Arkadaş! Âlem-i bekaya delâlet eden berâhinden maadâ, arkasında saflar teşkil edip dualarına bir ağızdan "Âmin! Âmin!" söyleyen enbiya, evliya, sıddikîn imamları, Mahbub-u Ezelînin Habib-i Ekremi Muhammed Aleyhissalâtü Vesselâmın tazarruatı, duaları, âlem-i bekada insanın bekasına pek büyük burhan ve kâfi bir vesiledir. Çünkü, kâinatı serâpâ istilâ eden şu hüsünler, güzellikler, cemaller, kemaller, o Habibin tazarruatını işitmemek veya kabul etmemek kadar çirkin, kabih, kusur, naks addedilecek birşeye müsaade eder mi? Cenab-ı Hak bütün nekaisten, çirkin şeylerden münezzeh, müberrâ değil midir? Elbette münezzehtir.
İ'lem eyyühe'l-aziz! Cenab-ı Hakkın verdiği nimetleri söyleyip ilân ve tahdis-i nimet etmek, bazan gurura ve kibre incirar eder. Tevazu kastıyla da o nimetleri ketmetmek iyi değildir. Binaenaleyh, ifrat ve tefritten kurtulmak için istikamet mizanına müracaat edilmeli. Şöyle ki:
Herbir nimetin iki veçhi vardır. Bir veçhi insana aittir ki, insanı tezyin eder, medar-ı lezzeti olur. Halk içinde temayüze sebep olur. Mucib-i fahr olur, sarhoş olur. Mâlik-i Hakikîyi unutur. En nihayet kibir ve gurur kuyusuna düşürtür.
İkinci veçhi ise, in'am edene bakar ki, keremini izhar, derece-i rahmetini ilân, in'âmını ifşa, esmâsına şehadet eder. Binaenaleyh, tevazu, ancak birinci vecihte tevazu olabilir. Ve illâ küfranı tazammun etmiş olur. Tahdis-i nimet dahi, ikinci vecihle mânevî bir şükür olmakla memduh olur. Yoksa, kibir ve gururu tazammun ettiğinden mezmumdur. Tevazu ile tahdis-i nimet, şöylece bir içtimâları var:
Bir adam hediye olarak bir palto birisine veriyor.
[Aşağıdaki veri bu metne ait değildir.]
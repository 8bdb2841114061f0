//! Pipeline health reporting for the orchestrator's probes.

use std::fmt;

/// Health of one pipeline as exposed by the probe endpoints.
#[derive(Debug, Clone, PartialEq, Eq, Default)]
pub enum HealthStatus {
    /// Streaming normally.
    Healthy,
    /// Operational but impaired (e.g. reconnecting).
    Degraded(String),
    /// Halted; contains the failure description.
    Unhealthy(String),
    /// Not yet determined (pipeline still starting).
    #[default]
    Unknown,
}

impl HealthStatus {
    /// Returns `true` only for [`HealthStatus::Healthy`].
    #[must_use]
    pub fn is_healthy(&self) -> bool {
        matches!(self, HealthStatus::Healthy)
    }

    /// Returns `true` while the pipeline can still make progress.
    #[must_use]
    pub fn is_operational(&self) -> bool {
        matches!(self, HealthStatus::Healthy | HealthStatus::Degraded(_))
    }
}

impl fmt::Display for HealthStatus {
    fn fmt(&self, f: &mut fmt::Formatter<'_>) -> fmt::Result {
        match self {
            HealthStatus::Healthy => write!(f, "Healthy"),
            HealthStatus::Degraded(msg) => write!(f, "Degraded: {msg}"),
            HealthStatus::Unhealthy(msg) => write!(f, "Unhealthy: {msg}"),
            HealthStatus::Unknown => write!(f, "Unknown"),
        }
    }
}

#[cfg(test)]
mod tests {
    use super::*;

    #[test]
    fn test_health_checks() {
        assert!(HealthStatus::Healthy.is_healthy());
        assert!(HealthStatus::Healthy.is_operational());

        let degraded = HealthStatus::Degraded("reconnecting".into());
        assert!(!degraded.is_healthy());
        assert!(degraded.is_operational());

        let unhealthy = HealthStatus::Unhealthy("view not found".into());
        assert!(!unhealthy.is_operational());

        assert!(!HealthStatus::Unknown.is_operational());
    }

    #[test]
    fn test_display() {
        assert_eq!(HealthStatus::Healthy.to_string(), "Healthy");
        assert!(HealthStatus::Degraded("slow".into())
            .to_string()
            .contains("slow"));
    }
}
Paltoyu giyen adama, başka bir adam "Ne kadar güzel oldun" dediğine karşı, "Güzellik paltonundur" dediği zaman, tevazuyla tahdis-i nimeti cem etmiş olur.
İ'lem eyyühe'l-aziz! Ücret alındığı zaman veya mükâfat tevzi edildiği vakit, rekabet, kıskançlık mikrobu oynamaya başlar. Fakat iş zamanında, hizmet vaktinde o mikrobun haberi olmuyor. Hattâ tembel olan adam çalışkanı sever. Zayıf olan, kavîyi takdir ve tahsin eder. Fakat çalışmasını ister ki, iş hafif olsun, zahmetten kurtulsun.
Dünya da umur-u dîniyeye ve a'mâl-i âhirete iş ve hizmet için kurulmuş bir fabrika olduğu cihetle ve o fabrika içerisinde işlenen ve yapılan ibadetlerin semeresi öteki âlemde göründüğüne nazaran, ibadetlerde rekabet edilmemelidir. Olduğu takdirde ihlâsı kaybolur. Ve o rekabeti yapan, halkın takdir ve tahsinleri gibi dünyevî bir mükâfatı düşünür. Zavallı düşünmüyor ki, o düşünceyle amelini adem-i ihlâsla iptal eder. Çünkü, sevap itâsında ve ücret aldığında, nâsı Rabb-i Nâsa şerik yapar ve halkın nefretlerine hedef olur.
İ'lem eyyühe'l-aziz! Keramet ile istidraç mânen birbirine mübayindir. Zira keramet, mucize gibi, Allah'ın fiilidir. Ve o keramet sahibi de kerametin Allah'tan olduğunu bilir ve Allah'ın kendisine hâmi ve rakîb olduğunu da bilir. Tevekkül ve yakîni de fazlalaşır. Lâkin, bazan Allah'ın izniyle kerametlerine şuuru olur, bazan olmaz. Evlâ ve eslemi de bu kısımdır.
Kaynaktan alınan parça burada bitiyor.